DENVER – Diabetes patients with stable symptoms of coronary artery disease appear to have a lower cardiac event risk than previously thought.

The yearly rate of cardiovascular death or nonfatal MI was just 2.4% in a series of 444 consecutive diabetes outpatients with symptoms suggestive of coronary artery disease (CAD) who underwent exercise treadmill or pharmacologic stress single-photon emission computed tomography (SPECT) myocardial perfusion imaging. The cardiovascular death rate of 0.4% per year and the nonfatal MI rate of 2.0% per year were surprisingly low, given that 39% of subjects had known CAD and the rest had symptoms suggestive of CAD, Dr. Jamieson M. Bourque noted at the annual meeting of the American Society of Nuclear Cardiology.

The explanation may be found at least in part in contemporary evidence-based intensive medical management for risk reduction in this traditionally high-risk population, added Dr. Bourque of the University of Virginia, Charlottesville.

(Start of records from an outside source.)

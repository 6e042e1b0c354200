//! Raw record → [`Review`] normalisation.
//!
//! Text fields are trimmed and records without a body are dropped. Dates go
//! through two parsers, first success wins:
//!
//! 1. ISO-8601 date portion (`2023-01-05`, `2023-01-05T10:00:00Z`); any
//!    time-of-day suffix is ignored.
//! 2. Human-readable month-day-year (`Jan 5, 2023`, `January 5, 2023`).
//!
//! A record whose date resolves under neither is dropped and counted. Drops
//! are never errors.

use chrono::{Datelike, NaiveDate};
use tracing::{debug, info};

use crate::config::NormalizeConfig;
use crate::model::{RawRecord, Review};

const HUMAN_DATE_FORMATS: &[&str] = &["%b %d, %Y", "%B %d, %Y", "%b %d %Y", "%d %b %Y"];

/// Why a record did not become a [`Review`].
#[derive(Debug, Clone, Copy, PartialEq, Eq)]
pub enum DropReason {
    EmptyBody,
    /// Date missing, or neither parser accepted it.
    UnparseableDate,
    /// Date parsed but falls outside the configured year.
    OutOfRange,
}

impl DropReason {
    pub fn as_str(&self) -> &'static str {
        match self {
            Self::EmptyBody => "empty_body",
            Self::UnparseableDate => "unparseable_date",
            Self::OutOfRange => "out_of_range",
        }
    }
}

/// Per-reason drop counters.
#[derive(Debug, Clone, Copy, Default, PartialEq, Eq)]
pub struct DropCounts {
    pub empty_body: usize,
    pub unparseable_date: usize,
    pub out_of_range: usize,
}

impl DropCounts {
    pub fn record(&mut self, reason: DropReason) {
        match reason {
            DropReason::EmptyBody => self.empty_body += 1,
            DropReason::UnparseableDate => self.unparseable_date += 1,
            DropReason::OutOfRange => self.out_of_range += 1,
        }
    }

    pub fn total(&self) -> usize {
        self.empty_body + self.unparseable_date + self.out_of_range
    }
}

/// Output of [`Normalizer::normalize_all`].
#[derive(Debug, Clone, Default)]
pub struct Normalized {
    pub reviews: Vec<Review>,
    pub drops: DropCounts,
}

#[derive(Debug, Clone, Default)]
pub struct Normalizer {
    year: Option<i32>,
}

impl Normalizer {
    pub fn new(config: &NormalizeConfig) -> Self {
        Self { year: config.year }
    }

    /// Normalise one record, or say why it was dropped.
    pub fn normalize(&self, raw: RawRecord) -> Result<Review, DropReason> {
        let body = raw.body.trim();
        if body.is_empty() {
            return Err(DropReason::EmptyBody);
        }

        let date = raw
            .date
            .as_deref()
            .and_then(parse_date)
            .ok_or(DropReason::UnparseableDate)?;

        if let Some(year) = self.year
            && date.year() != year
        {
            return Err(DropReason::OutOfRange);
        }

        Ok(Review::new(raw.title.trim(), body, date)
            .with_id(raw.id)
            .with_rating(raw.rating))
    }

    /// Normalise a sequence, keeping input order and counting drops.
    pub fn normalize_all(&self, records: impl IntoIterator<Item = RawRecord>) -> Normalized {
        let mut out = Normalized::default();
        for raw in records {
            let page = raw.page;
            match self.normalize(raw) {
                Ok(review) => out.reviews.push(review),
                Err(reason) => {
                    debug!(page, reason = reason.as_str(), "dropped record");
                    out.drops.record(reason);
                }
            }
        }
        info!(
            kept = out.reviews.len(),
            dropped = out.drops.total(),
            empty_body = out.drops.empty_body,
            unparseable_date = out.drops.unparseable_date,
            out_of_range = out.drops.out_of_range,
            "normalised records"
        );
        out
    }
}

/// Normalise with no year restriction. `None` means the record was dropped.
pub fn normalize(raw: RawRecord) -> Option<Review> {
    Normalizer::default().normalize(raw).ok()
}

/// Resolve a date string using the ISO parser, then the human-readable one.
pub fn parse_date(input: &str) -> Option<NaiveDate> {
    let s = input.trim();
    if s.is_empty() {
        return None;
    }
    parse_iso_date(s).or_else(|| parse_human_date(s))
}

fn parse_iso_date(s: &str) -> Option<NaiveDate> {
    let date_part = s.split(['T', 't', ' ']).next()?;
    if date_part.len() != 10 {
        return None;
    }
    NaiveDate::parse_from_str(date_part, "%Y-%m-%d").ok()
}

fn parse_human_date(s: &str) -> Option<NaiveDate> {
    HUMAN_DATE_FORMATS
        .iter()
        .find_map(|fmt| NaiveDate::parse_from_str(s, fmt).ok())
}
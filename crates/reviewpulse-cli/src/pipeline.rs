//! Pipeline facade: fetch → normalise → classify → summarise.
//!
//! These three calls are everything a presentation layer needs; the
//! subcommands in `main.rs` are thin wrappers around them.

use std::path::{Path, PathBuf};

use reviewpulse_ai::{
    Classifier, ClassifyError, LexiconModel, ModelHandle, OnnxSentimentModel, SentimentModel,
};
use reviewpulse_core::{
    ClassifiedReview, ClassifyConfig, CoreError, DropCounts, MonthSummary, Normalizer,
    PipelineConfig, Review, SummaryConfig,
};
use reviewpulse_sync::{CancellationToken, FetchError, Fetcher, PageSource, StopReason};
use tracing::{info, warn};

/// Which sentiment model backs the classifier.
#[derive(Debug, Clone, Copy, PartialEq, Eq, clap::ValueEnum)]
pub enum ModelKind {
    /// DistilBERT SST-2 via ONNX Runtime.
    Onnx,
    /// Built-in word lexicon; needs no model files.
    Lexicon,
}

/// A handle that loads the chosen model on first use.
pub fn model_handle(kind: ModelKind, model_dir: PathBuf, max_tokens: usize) -> ModelHandle {
    match kind {
        ModelKind::Onnx => ModelHandle::lazy(move || {
            let model: Box<dyn SentimentModel> =
                Box::new(OnnxSentimentModel::load(&model_dir, max_tokens)?);
            Ok(model)
        }),
        ModelKind::Lexicon => ModelHandle::ready(LexiconModel::new()),
    }
}

/// Default model directory, relative to the working directory.
pub fn default_model_dir() -> PathBuf {
    Path::new("models").join("distilbert-sst2")
}

/// Normalised reviews plus what happened along the way.
#[derive(Debug)]
pub struct FetchReport {
    pub reviews: Vec<Review>,
    pub drops: DropCounts,
    pub raw_count: usize,
    pub pages: u32,
    pub stop: StopReason,
    /// Set when fetching ended on a failure; `reviews` is still usable.
    pub warning: Option<FetchError>,
}

/// Fetch every page from `source` and normalise the records.
pub async fn fetch_all<S: PageSource>(
    source: S,
    config: &PipelineConfig,
    cancel: &CancellationToken,
) -> FetchReport {
    let fetcher = Fetcher::new(source, &config.fetch);
    let outcome = fetcher.fetch_all_with(cancel).await;
    if let Some(err) = &outcome.warning {
        warn!(
            error = %err,
            pages = outcome.pages_fetched,
            "fetch stopped early; continuing with partial data"
        );
    }

    let raw_count = outcome.records.len();
    let normalized = Normalizer::new(&config.normalize).normalize_all(outcome.records);
    info!(
        raw = raw_count,
        kept = normalized.reviews.len(),
        dropped = normalized.drops.total(),
        "normalised reviews"
    );

    FetchReport {
        reviews: normalized.reviews,
        drops: normalized.drops,
        raw_count,
        pages: outcome.pages_fetched,
        stop: outcome.stop,
        warning: outcome.warning,
    }
}

/// A classifier over the chosen model, loaded now. Fails if the model cannot load.
pub fn load_classifier(
    kind: ModelKind,
    model_dir: PathBuf,
    config: &ClassifyConfig,
) -> Result<Classifier, ClassifyError> {
    Classifier::new(&model_handle(kind, model_dir, config.max_tokens), config)
}

pub fn classify_all(
    classifier: &Classifier,
    reviews: Vec<Review>,
) -> Result<Vec<ClassifiedReview>, ClassifyError> {
    classifier.classify(reviews)
}

pub fn summarize(
    reviews: &[ClassifiedReview],
    month: u32,
    config: &SummaryConfig,
) -> Result<MonthSummary, CoreError> {
    reviewpulse_core::summarize_with(reviews, month, config)
}

#[cfg(test)]
mod tests {
    use super::*;
    use async_trait::async_trait;
    use reviewpulse_core::{Label, NormalizeConfig, RawRecord};
    use reviewpulse_sync::Page;

    /// Three pages of fixed records, then nothing.
    struct ThreePages;

    #[async_trait]
    impl PageSource for ThreePages {
        async fn fetch_page(&self, page: u32) -> Result<Page, FetchError> {
            let rows: &[(&str, &str)] = match page {
                1 => &[
                    ("Amazing product, highly recommend!", "2023-01-05T10:00:00"),
                    ("Terrible, arrived broken.", "Jan 9, 2023"),
                ],
                2 => &[("", "2023-01-10"), ("Great value", "not a date")],
                3 => &[("Lovely gift", "2022-12-24")],
                _ => &[],
            };
            Ok(Page {
                records: rows
                    .iter()
                    .map(|(body, date)| RawRecord {
                        body: body.to_string(),
                        date: Some(date.to_string()),
                        page,
                        ..Default::default()
                    })
                    .collect(),
                has_more: !rows.is_empty(),
            })
        }
    }

    fn config(year: Option<i32>) -> PipelineConfig {
        let mut config = PipelineConfig::default();
        config.fetch.min_delay_ms = 0;
        config.fetch.backoff_ms = 0;
        config.normalize = NormalizeConfig { year };
        config
    }

    #[tokio::test]
    async fn fetch_normalises_and_counts_drops() {
        let report = fetch_all(ThreePages, &config(None), &CancellationToken::new()).await;
        assert_eq!(report.pages, 3);
        assert_eq!(report.stop, StopReason::Exhausted);
        assert_eq!(report.raw_count, 5);
        assert_eq!(report.reviews.len(), 3);
        assert_eq!(report.drops.empty_body, 1);
        assert_eq!(report.drops.unparseable_date, 1);
    }

    #[tokio::test]
    async fn year_filter_drops_other_years() {
        let report = fetch_all(ThreePages, &config(Some(2023)), &CancellationToken::new()).await;
        assert_eq!(report.reviews.len(), 2);
        assert_eq!(report.drops.out_of_range, 1);
        assert!(report.reviews.iter().all(|r| r.year() == 2023));
    }

    #[tokio::test]
    async fn end_to_end_with_lexicon_model() {
        let cfg = config(Some(2023));
        let report = fetch_all(ThreePages, &cfg, &CancellationToken::new()).await;

        let classifier =
            load_classifier(ModelKind::Lexicon, default_model_dir(), &cfg.classify).unwrap();
        let classified = classify_all(&classifier, report.reviews).unwrap();
        assert_eq!(classified.len(), 2);
        assert_eq!(classified[0].label(), Label::Positive);
        assert_eq!(classified[1].label(), Label::Negative);

        let summary = summarize(&classified, 1, &cfg.summary).unwrap();
        assert_eq!(summary.total, 2);
        assert_eq!(summary.positive, 1);
        assert_eq!(summary.negative, 1);
        let mean = (classified[0].confidence() + classified[1].confidence()) / 2.0;
        assert!((summary.mean_confidence - mean).abs() < 1e-6);

        assert_eq!(summary, summarize(&classified, 1, &cfg.summary).unwrap());
    }

    #[test]
    fn missing_onnx_model_is_unavailable() {
        let result = load_classifier(
            ModelKind::Onnx,
            PathBuf::from("/nonexistent/model"),
            &ClassifyConfig::default(),
        );
        assert!(matches!(result, Err(ClassifyError::ModelUnavailable(_))));
    }

    #[test]
    fn onnx_handle_defers_loading() {
        let handle = model_handle(ModelKind::Onnx, PathBuf::from("/nonexistent/model"), 512);
        assert!(matches!(handle.get(), Err(ClassifyError::ModelUnavailable(_))));
    }
}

Of the 444 symptomatic diabetes patients, 78.5% had no inducible ischemia on stress SPECT myocardial perfusion imaging, 16.5% had 1%-9% left ventricular ischemia, and 5% had left ventricular ischemia of at least 10%. Again, these are lower rates than would be expected based on historical data taken from the era before aggressive risk factor modification in patients with diabetes and CAD symptoms.

During a median 2.4 years of follow-up, the combined rate of cardiovascular death, nonfatal MI, or revascularization more than 4 weeks after myocardial perfusion imaging was 32% in patients with at least 10% left ventricular ischemia on their presenting SPECT study, 14% in those with 1%-9% ischemia, and 8% in those with no ischemia.

Patients who achieved at least 10 METs (metabolic equivalents) on the treadmill during testing had the best prognosis. The sole event that occurred in this subgroup was a late revascularization.

In all, 60% of hard cardiac events occurring in this study were in patients with no perfusion defects. This points to the need for improved patient selection and risk stratification techniques in diabetes patients, according to Dr. Bourque.

He declared having no financial conflicts.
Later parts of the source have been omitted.